As lesões ocorrem com mais frequência durante os primeiros 100 casos de curva de aprendizado, associadas a casos agudos e ao uso de equipamentos inadequados. O uso da colangiografia pré-operatória rotineira na prevenção de lesões iatrogênicas do ducto biliar é controverso. A realização da colangiografia de rotina permite a identificação de lesões, mas não tem sido útil na prevenção de lesões. Portanto, a colangiografia tem se mostrado útil na detecção e reparo mais adequado.

Fatores relacionados à técnica cirúrgica estão diretamente ligados às lesões do trato biliar. Entre eles, na maioria dos casos, estão o sangramento da área cística do triângulo ou do trato biliar, a tração excessiva da vesícula biliar e a presença de variações anatômicas não reconhecidas.

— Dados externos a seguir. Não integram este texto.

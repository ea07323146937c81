//! Read-only order listing with payment status.

use chrono::NaiveDate;
use serde::Serialize;
use sqlx::PgPool;

use crate::error::CoreError;

/// One order row joined with payment presence.
#[derive(Debug, Clone, Serialize)]
pub struct OrderSummary {
    pub order_no: i64,
    pub cust_no: i64,
    pub date: NaiveDate,
    pub is_paid: bool,
}

/// Page through orders (ascending order_no), marking each as paid when
/// a pay row exists.
pub async fn list_orders(
    pool: &PgPool,
    limit: i64,
    offset: i64,
) -> Result<Vec<OrderSummary>, CoreError> {
    let rows = sqlx::query_as::<_, (i64, i64, NaiveDate, bool)>(
        r#"
        select o.order_no, o.cust_no, o.date, (p.order_no is not null) as is_paid
        from orders o
        left join pay p on o.order_no = p.order_no
        order by o.order_no
        limit $1 offset $2
        "#,
    )
    .bind(limit)
    .bind(offset)
    .fetch_all(pool)
    .await
    .map_err(CoreError::Internal)?;

    Ok(rows
        .into_iter()
        .map(|(order_no, cust_no, date, is_paid)| OrderSummary {
            order_no,
            cust_no,
            date,
            is_paid,
        })
        .collect())
}
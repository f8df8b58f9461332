//! Interactive code review session.

use anyhow::Result;
use console::Term;
use serde_json::json;
use std::path::{Path, PathBuf};
use tutor_common::analyzer::CodeAnalyzer;
use tutor_common::config::ConfigManager;
use tutor_common::llm::LlmClient;
use tutor_common::session_log::SessionLogger;
use tutor_common::source_file::{find_source_files, read_source_file};

use crate::ui;

pub fn run(config_dir: Option<PathBuf>, path: &Path, recursive: bool) -> Result<()> {
    let manager = super::load_config(config_dir)?;
    if !manager.is_configured() {
        anyhow::bail!("Code Tutor is not configured. Run 'tutorctl setup' first.");
    }

    let term = Term::stdout();
    if path.is_file() {
        review_file(&term, &manager, path)
    } else if path.is_dir() {
        review_directory(&term, &manager, path, recursive)
    } else {
        anyhow::bail!("Invalid path: {}", path.display());
    }
}

fn review_file(term: &Term, manager: &ConfigManager, path: &Path) -> Result<()> {
    let client = super::build_client(manager)?;
    let mut analyzer = CodeAnalyzer::new(client);
    let mut logger = SessionLogger::new(
        manager.config_dir(),
        manager.config().logging.enabled,
    );

    review_one(term, manager, &mut analyzer, &mut logger, path)?;
    logger.end_session();
    Ok(())
}

fn review_one<C: LlmClient>(
    term: &Term,
    manager: &ConfigManager,
    analyzer: &mut CodeAnalyzer<C>,
    logger: &mut SessionLogger,
    path: &Path,
) -> Result<()> {
    let experience_level = manager.config().experience_level.clone();
    let preferences = manager.config().preferences.clone();

    ui::info(term, &format!("Reading file: {}", path.display()))?;
    let file = read_source_file(path)?;
    ui::dim(
        term,
        &format!(
            "Language: {} | Lines: {} | Size: {} bytes",
            file.metadata.language, file.metadata.line_count, file.metadata.size_bytes
        ),
    )?;
    term.write_line("")?;

    logger.start_session("review", json!({ "file": path.display().to_string() }));

    let bar = ui::spinner("Analyzing code...");
    let analysis = analyzer.analyze(&file, &experience_level, &preferences);
    bar.finish_and_clear();
    let analysis = match analysis {
        Ok(a) => a,
        Err(e) => {
            logger.log_error("analysis", &e.to_string());
            return Err(e.into());
        }
    };
    logger.log_code_analysis(path, &analysis.raw_response);

    if !analysis.observations.is_empty() {
        ui::section(term, "Initial Observations")?;
        ui::bullet_list(term, &analysis.observations)?;
    }

    if analysis.questions.is_empty() {
        ui::warn(term, "No questions generated. This might indicate an issue.")?;
        return Ok(());
    }

    ui::section(term, "I have some questions about your code")?;
    ui::dim(term, "Please help me understand your design decisions:")?;
    term.write_line("")?;

    let mut answers = Vec::new();
    for (i, question) in analysis.questions.iter().enumerate() {
        ui::info(term, &format!("Question {}: {question}", i + 1))?;
        let answer = ui::ask(term, "Your answer:")?;
        logger.log_user_input("answer", &answer);
        answers.push(answer);
        term.write_line("")?;
    }

    let bar = ui::spinner("Generating personalized feedback...");
    let feedback = analyzer.process_answers(&answers, &experience_level, &preferences);
    bar.finish_and_clear();
    let feedback = match feedback {
        Ok(f) => f,
        Err(e) => {
            logger.log_error("feedback", &e.to_string());
            return Err(e.into());
        }
    };
    logger.log_ai_response("feedback", &feedback.feedback);

    ui::section(term, "Feedback & Suggestions")?;
    term.write_line("")?;
    term.write_line(&feedback.feedback)?;
    term.write_line("")?;

    follow_up(term, analyzer, logger)
}

fn follow_up<C: LlmClient>(
    term: &Term,
    analyzer: &mut CodeAnalyzer<C>,
    logger: &mut SessionLogger,
) -> Result<()> {
    loop {
        if !ui::confirm(term, "Do you have any follow-up questions?", false)? {
            ui::success(term, "Review session complete! Happy coding!")?;
            return Ok(());
        }

        let question = ui::ask(term, "Your question:")?;
        if question.is_empty() {
            continue;
        }
        logger.log_user_input("question", &question);

        let bar = ui::spinner("Thinking...");
        let response = analyzer.continue_conversation(&question);
        bar.finish_and_clear();

        match response {
            Ok(text) => {
                logger.log_ai_response("follow_up", &text);
                term.write_line(&text)?;
                term.write_line("")?;
            }
            Err(e) => {
                logger.log_error("follow_up", &e.to_string());
                ui::error(term, &e.to_string())?;
            }
        }
    }
}

fn review_directory(
    term: &Term,
    manager: &ConfigManager,
    directory: &Path,
    recursive: bool,
) -> Result<()> {
    let files = find_source_files(directory, recursive)?;
    if files.is_empty() {
        ui::warn(
            term,
            &format!("No supported source files found in {}", directory.display()),
        )?;
        return Ok(());
    }

    ui::info(term, &format!("Found {} file(s) to review:", files.len()))?;
    for (i, file) in files.iter().enumerate() {
        term.write_line(&format!("  {}. {}", i + 1, file.display()))?;
    }
    term.write_line("")?;

    let files = if ui::confirm(term, "Review all files?", false)? {
        files
    } else {
        let selection =
            ui::ask_with_default(term, "Enter file numbers to review (comma-separated) or 'all'", "all")?;
        select_files(files, &selection)
    };

    if files.is_empty() {
        ui::error(term, "Invalid selection")?;
        return Ok(());
    }

    let client = super::build_client(manager)?;
    let mut analyzer = CodeAnalyzer::new(client);
    let mut logger = SessionLogger::new(
        manager.config_dir(),
        manager.config().logging.enabled,
    );

    let total = files.len();
    for (i, file) in files.iter().enumerate() {
        term.write_line(&"=".repeat(60))?;
        ui::info(term, &format!("Reviewing file {}/{total}", i + 1))?;
        term.write_line(&"=".repeat(60))?;

        if let Err(e) = review_one(term, manager, &mut analyzer, &mut logger, file) {
            ui::error(term, &e.to_string())?;
        }

        if i + 1 < total && !ui::confirm(term, "Continue to next file?", true)? {
            break;
        }
        analyzer.reset();
    }

    logger.end_session();
    Ok(())
}

/// "all" keeps everything; otherwise comma-separated 1-based indices.
fn select_files(files: Vec<PathBuf>, selection: &str) -> Vec<PathBuf> {
    if selection.eq_ignore_ascii_case("all") {
        return files;
    }
    selection
        .split(',')
        .filter_map(|part| part.trim().parse::<usize>().ok())
        .filter(|&n| n >= 1 && n <= files.len())
        .map(|n| files[n - 1].clone())
        .collect()
}

#[cfg(test)]
mod tests {
    use super::*;

    #[test]
    fn test_select_files() {
        let files = vec![
            PathBuf::from("a.rs"),
            PathBuf::from("b.rs"),
            PathBuf::from("c.rs"),
        ];
        assert_eq!(select_files(files.clone(), "all").len(), 3);
        assert_eq!(
            select_files(files.clone(), "1, 3"),
            [PathBuf::from("a.rs"), PathBuf::from("c.rs")]
        );
        assert!(select_files(files, "0,9,x").is_empty());
    }
}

Alguns marcos anatômicos do hilo hepático têm sido citados como parâmetros importantes para orientação durante a dissecção. O sulco de Rouvière deve ser identificado e a dissecção não deve ser feita abaixo da base do segmento IV e do ligamento hepatoduodenal. Acreditamos que a prevenção de lesões do trato biliar começa antes do procedimento, e algumas etapas devem ser seguidas rotineiramente:

  1. A equipe deve ter conhecimento dos equipamentos, utilizando ferramentas adequadas (câmera, monitor, insuflador e ótica de 30º);
  2. O paciente deve estar em uma boa posição, conforme a experiência da equipe;
  3. O anestesiologista deve ter experiência com procedimentos laparoscópicos;
  4. O cirurgião e os assistentes devem ter treinamento em simuladores e animais, e supervisão de cirurgiões mais experientes nos primeiros casos humanos;
  5. Bom conhecimento da anatomia das vias biliares e suas variações;
  6. Durante o procedimento, a tração e apresentação devem ser feitas de forma suave;
  7. Visualizar as estruturas biliares com tração inferior da vesícula biliar para cima e lateralmente (em direção ao ombro direito do paciente) com o infundíbulo puxado para baixo e para os lados, proporcionando o achatamento das estruturas e visualização clara do triângulo do trato biliar;
  8. A dissecção circular do infundíbulo cístico começa com a abertura do peritônio e adesões do triângulo posterior do trato biliar, utilizando bisturis e baixa frequência; o uso criterioso do cautério ou clipes durante a hemorragia é importante, limpando a área com gaze antes de proceder à secção ou ligadura final;
  9. Deve haver identificação prévia do ducto cístico, hepático e artérias císticas antes da clipagem e secção das estruturas, sendo essencial identificar a transição infundíbulo-cístico, começando da direita para a esquerda, e em caso de dúvida, antes da secção, deve-se realizar um estudo radiológico;
  10. A dissecção do fundo da vesícula biliar deve manter o eixo do plano (especialmente o infundíbulo) durante todo o procedimento e, necessariamente, o campo cirúrgico deve estar bem iluminado, sem sangue ou bile e com visualização do hilo hepático.

Como disse Lahey: “A primeira regra da cirurgia é saber quando não operar”.